Personally (and this is probably going to make me GROSSLY unpopular), I think taking pot shots on the fundamental limitations of any study design is easy pickings (which I have been guilty of in my earlier days; Good judgement comes from experience; Experience comes from bad judgement), particularly when the results of a study don’t agree with your own beliefs. It’s easy and possible to spin a fundamental limitation into a complete rejection. No matter how it’s studied, a study is screwed if it measures death directly (because it’s probably not feasible, or at least prohibitively difficult outside of a cohort context), and screwed if it doesn’t (AND screwed again because inevitably, the proxy can only be justified by an association.)

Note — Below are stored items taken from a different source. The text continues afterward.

//! Locomotion and orientation of a single fish.
//!
//! Each tick a fish advances its clips, picks a velocity from its current
//! regime, moves with toroidal wraparound, and eases its orientation toward
//! the direction of travel.

use crate::animation::{ActionId, AnimationClip, AnimationMixer, ClipAction, LoopMode};
use crate::clock::FrameTime;
use crate::config::{AgentTunables, ConfigError};
use crate::constants::*;
use crate::geometry::{basis_from_forward, wrap_position};
use crate::regime::{Observation, Regime, RegimeMachine, Transition};
use crate::target::TargetState;
use glam::{Quat, Vec3};
use rand::rngs::StdRng;
use rand::Rng;

/// The two clips every fish model ships with.
#[derive(Clone, Debug, PartialEq)]
pub struct FishAssets {
    /// One-shot accent replayed late in each idle swim cycle.
    pub burst: AnimationClip,
    /// Continuous swim played while following the target.
    pub swim_loop: AnimationClip,
}

pub struct Agent {
    tunables: AgentTunables,
    position: Vec3,
    orientation: Quat,
    velocity: Vec3,
    machine: RegimeMachine,
    mixer: AnimationMixer,
    burst: ActionId,
    swim_loop: ActionId,
    rng: StdRng,
}

impl Agent {
    pub fn new(
        assets: FishAssets,
        tunables: AgentTunables,
        position: Vec3,
        mut rng: StdRng,
    ) -> Result<Self, ConfigError> {
        tunables.validate()?;

        let mut mixer = AnimationMixer::new();

        let mut burst = ClipAction::new(assets.burst, LoopMode::Once);
        burst.clamp_when_finished = true;
        burst.set_duration(tunables.interval);
        burst.play();
        let burst = mixer.add(burst);

        let mut swim_loop = ClipAction::new(assets.swim_loop, LoopMode::Repeat);
        swim_loop.time_scale = LOOP_INITIAL_RATE_BASE + rng.gen::<f32>() * LOOP_INITIAL_RATE_SPAN;
        let swim_loop = mixer.add(swim_loop);

        Ok(Self {
            tunables,
            position: wrap_position(position, tunables.max_distance),
            orientation: Quat::IDENTITY,
            velocity: Vec3::ZERO,
            machine: RegimeMachine::default(),
            mixer,
            burst,
            swim_loop,
            rng,
        })
    }

    pub fn tunables(&self) -> &AgentTunables {
        &self.tunables
    }

    pub fn position(&self) -> Vec3 {
        self.position
    }

    pub fn orientation(&self) -> Quat {
        self.orientation
    }

    pub fn velocity(&self) -> Vec3 {
        self.velocity
    }

    pub fn regime(&self) -> Regime {
        self.machine.regime()
    }

    pub fn is_following(&self) -> bool {
        self.machine.is_following()
    }

    pub fn burst_action(&self) -> &ClipAction {
        self.mixer.action(self.burst)
    }

    pub fn loop_action(&self) -> &ClipAction {
        self.mixer.action(self.swim_loop)
    }

    pub fn distance_to(&self, point: Vec3) -> f32 {
        self.position.distance(point)
    }

    /// Full per-frame update. Returns the regime change, if one happened.
    pub fn tick(&mut self, target: &TargetState, time: FrameTime) -> Option<Transition> {
        self.mixer.update(time.delta_ms);
        let transition = self.update_velocity(target, time.elapsed_ms);
        self.update_position(time.delta_ms);
        self.rotate();
        transition
    }

    pub fn update_velocity(&mut self, target: &TargetState, elapsed_ms: f64) -> Option<Transition> {
        let offset = target.target_point - self.position;
        let distance = offset.length();
        let transition = self.machine.observe(&Observation {
            target_active: target.is_active,
            distance,
            follow_distance: self.tunables.follow_distance,
        });

        match transition {
            Some(Transition::StartedFollowing) => {
                log::debug!("[fish] following target at distance {:.2}", distance);
                self.mixer.action_mut(self.swim_loop).play();
            }
            Some(Transition::StoppedFollowing) => {
                log::debug!("[fish] back to idle swim at distance {:.2}", distance);
                self.mixer.action_mut(self.swim_loop).stop();
            }
            None => {}
        }

        let AgentTunables {
            speed, interval, ..
        } = self.tunables;
        match self.machine.regime() {
            Regime::Idle => {
                let phase = swim_phase(elapsed_ms, interval);
                // idle cruise is level along world +X; rotate() brings the facing back round
                self.velocity = AGENT_FORWARD * idle_speed(phase, interval, speed);

                let burst = self.mixer.action_mut(self.burst);
                if burst.paused && phase > interval * BURST_RETRIGGER_PHASE {
                    burst.reset();
                    burst.play();
                }
            }
            Regime::Following => {
                let jitter: f32 = self.rng.gen();
                let offset_jitter: f32 = self.rng.gen();
                self.mixer.action_mut(self.swim_loop).time_scale =
                    loop_time_scale(speed, distance, jitter, offset_jitter);
                self.velocity = offset.normalize_or_zero() * follow_speed(speed, distance);
            }
        }
        transition
    }

    /// Integrate the current velocity and wrap into the world cube.
    pub fn update_position(&mut self, delta_ms: f32) {
        self.position = wrap_position(
            self.position + self.velocity * delta_ms,
            self.tunables.max_distance,
        );
    }

    /// Ease toward a frame that faces along the velocity. No-op when still.
    pub fn rotate(&mut self) {
        let Some(basis) = basis_from_forward(self.velocity, WORLD_UP, FALLBACK_SIDE) else {
            return;
        };
        let facing = Quat::from_mat3(&basis);
        self.orientation = self
            .orientation
            .slerp(facing, self.tunables.rotation_speed)
            .normalize();
    }
}

/// Position inside the current swim cycle, in `[0, interval)`.
#[inline]
pub fn swim_phase(elapsed_ms: f64, interval: f32) -> f32 {
    elapsed_ms.rem_euclid(interval as f64) as f32
}

/// Idle cruise speed: a burst at the start of each cycle easing down to a
/// small floor.
#[inline]
pub fn idle_speed(phase: f32, interval: f32, speed: f32) -> f32 {
    let ease = 1.0 - (phase / interval).max(0.0).sqrt();
    speed * IDLE_GAIN * ease * ease + IDLE_FLOOR
}

#[inline]
pub fn follow_speed(speed: f32, distance: f32) -> f32 {
    speed * distance.powf(FOLLOW_DISTANCE_EXPONENT) * FOLLOW_GAIN
}

/// Swim-loop playback rate while following; `jitter` and `offset_jitter` are
/// uniform draws in `[0, 1)`.
#[inline]
pub fn loop_time_scale(speed: f32, distance: f32, jitter: f32, offset_jitter: f32) -> f32 {
    speed
        * distance.powf(FOLLOW_DISTANCE_EXPONENT)
        * (LOOP_RATE_BASE + jitter * LOOP_RATE_JITTER)
        + LOOP_RATE_OFFSET
        + offset_jitter * LOOP_RATE_OFFSET_JITTER
}

#[cfg(test)]
mod tests {
    use super::*;
    use crate::clock::FixedStep;
    use rand::SeedableRng;

    fn assets() -> FishAssets {
        FishAssets {
            burst: AnimationClip::new("swim", 1.0),
            swim_loop: AnimationClip::new("swim_loop", 1.0),
        }
    }

    fn tunables() -> AgentTunables {
        AgentTunables {
            speed: 0.4,
            interval: 2000.0,
            follow_distance: 5.0,
            max_distance: 20.0,
            rotation_speed: 0.1,
        }
    }

    fn agent_at(position: Vec3) -> Agent {
        Agent::new(assets(), tunables(), position, StdRng::seed_from_u64(7)).unwrap()
    }

    #[test]
    fn wrap_crosses_the_positive_edge() {
        let mut a = agent_at(Vec3::new(19.0, 0.0, 0.0));
        a.velocity = Vec3::new(3.0, 0.0, 0.0);
        a.update_position(1.0);
        assert_eq!(a.position(), Vec3::new(-18.0, 0.0, 0.0));
    }

    #[test]
    fn wrap_crosses_the_negative_edge_on_every_axis() {
        let mut a = agent_at(Vec3::new(-19.5, -19.5, -19.5));
        a.velocity = Vec3::splat(-1.0);
        a.update_position(1.0);
        assert_eq!(a.position(), Vec3::splat(19.5));
    }

    #[test]
    fn construction_wraps_out_of_bounds_spawns() {
        let a = agent_at(Vec3::new(25.0, -45.0, 0.0));
        assert_eq!(a.position(), Vec3::new(-15.0, -5.0, 0.0));
    }

    #[test]
    fn zero_velocity_keeps_orientation() {
        let mut a = agent_at(Vec3::ZERO);
        a.orientation = Quat::from_rotation_z(0.4);
        a.velocity = Vec3::ZERO;
        a.rotate();
        assert_eq!(a.orientation(), Quat::from_rotation_z(0.4));
    }

    #[test]
    fn rotate_eases_instead_of_snapping() {
        let mut a = agent_at(Vec3::ZERO);
        a.velocity = Vec3::new(0.0, 0.0, -1.0);
        a.rotate();
        let facing = a.orientation() * AGENT_FORWARD;
        assert!(facing.dot(Vec3::NEG_Z) < 0.99, "one tick must not snap");
        for _ in 0..200 {
            a.rotate();
        }
        let facing = a.orientation() * AGENT_FORWARD;
        assert!(facing.dot(Vec3::NEG_Z) > 0.999);
        assert!(a.orientation().is_normalized());
    }

    #[test]
    fn idle_cruise_levels_out_after_a_vertical_chase() {
        let mut a = agent_at(Vec3::ZERO);
        let above = TargetState {
            target_point: Vec3::new(0.0, 4.0, 0.0),
            is_active: true,
            ..Default::default()
        };
        let mut clock = FixedStep::new(16.0);
        for _ in 0..60 {
            a.tick(&above, clock.advance());
        }
        assert!(a.is_following());
        assert!((a.orientation() * AGENT_FORWARD).y > 0.9, "chase pitched the fish up");

        let idle = TargetState {
            is_active: false,
            ..above
        };
        for _ in 0..2000 {
            a.tick(&idle, clock.advance());
            let v = a.velocity();
            assert!(v.x > 0.0);
            assert_eq!((v.y, v.z), (0.0, 0.0));
        }
        let facing = a.orientation() * AGENT_FORWARD;
        assert!(facing.dot(Vec3::X) > 0.999, "facing {facing:?}");
        assert!(a.orientation().is_normalized());
    }

    #[test]
    fn burst_replays_late_in_the_cycle_once_finished() {
        let mut a = agent_at(Vec3::ZERO);
        let idle = TargetState {
            is_active: false,
            ..Default::default()
        };
        // burst runs for exactly one interval, then clamps and pauses
        a.tick(&idle, FrameTime::new(2100.0, 2100.0));
        assert!(a.burst_action().paused);

        a.tick(&idle, FrameTime::new(2200.0, 100.0));
        assert!(a.burst_action().paused, "phase 200 is too early");

        a.tick(&idle, FrameTime::new(3700.0, 1500.0));
        assert!(!a.burst_action().paused, "phase 1700 > 0.8 * interval");
        assert_eq!(a.burst_action().time, 0.0);
    }

    #[test]
    fn follow_velocity_points_at_target_with_expected_magnitude() {
        let mut a = agent_at(Vec3::ZERO);
        let target = TargetState {
            target_point: Vec3::new(0.0, 3.0, 4.0),
            is_active: true,
            ..Default::default()
        };
        let t = a.update_velocity(&target, 0.0);
        assert_eq!(t, Some(Transition::StartedFollowing));
        let v = a.velocity();
        assert!((v.normalize() - Vec3::new(0.0, 0.6, 0.8)).length() < 1e-5);
        assert!((v.length() - 0.4 * 5.0_f32.powf(1.2) * 0.0005).abs() < 1e-7);
        assert!(a.loop_action().is_playing());
    }

    #[test]
    fn follow_at_the_target_itself_stands_still() {
        let mut a = agent_at(Vec3::new(1.0, 1.0, 1.0));
        let target = TargetState {
            target_point: Vec3::new(1.0, 1.0, 1.0),
            is_active: true,
            ..Default::default()
        };
        a.tick(&target, FrameTime::new(16.0, 16.0));
        assert!(a.is_following());
        assert_eq!(a.velocity(), Vec3::ZERO);
        assert!(a.orientation().is_normalized());
    }
}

The reality is that the “Red Meat Will Kill You” study shows that after considering the contributions of factors such as BMI, gender, cholesterol, physical activity and smoking (with the limitations that come with the data collection method), there is STILL a portion of the variance that is left over of earlier death that can be explained by self-reported increased red meat consumption. The interpretation of this explanation, in my opinion, is not entirely clear due to a lack of further analysis and reporting (which I alluded to in my Fitocracy post). To throw out the study because correlation does not imply causation is to practice blind science, and only highlights a fairly superficial understanding of what a study design can and cannot accomplish.

Is the study overhyped? Probably. But that’s the media’s job. However, in reading the criticisms of the study as they crop up, it feels more like people are trying to protect their current belief systems rather than to critically analyze what can truly be taken or not taken away from a study that despite a daunting problem, has managed to add another piece to a very large and complicated puzzle. Being a scientist or an evidence-based practitioner means having to confront your beliefs and framing contrary evidence in an appropriate context. Your beliefs should be able to hold up to the substance of a challenge. Summarily dismissing one on a superficial basis only does your belief a disservice.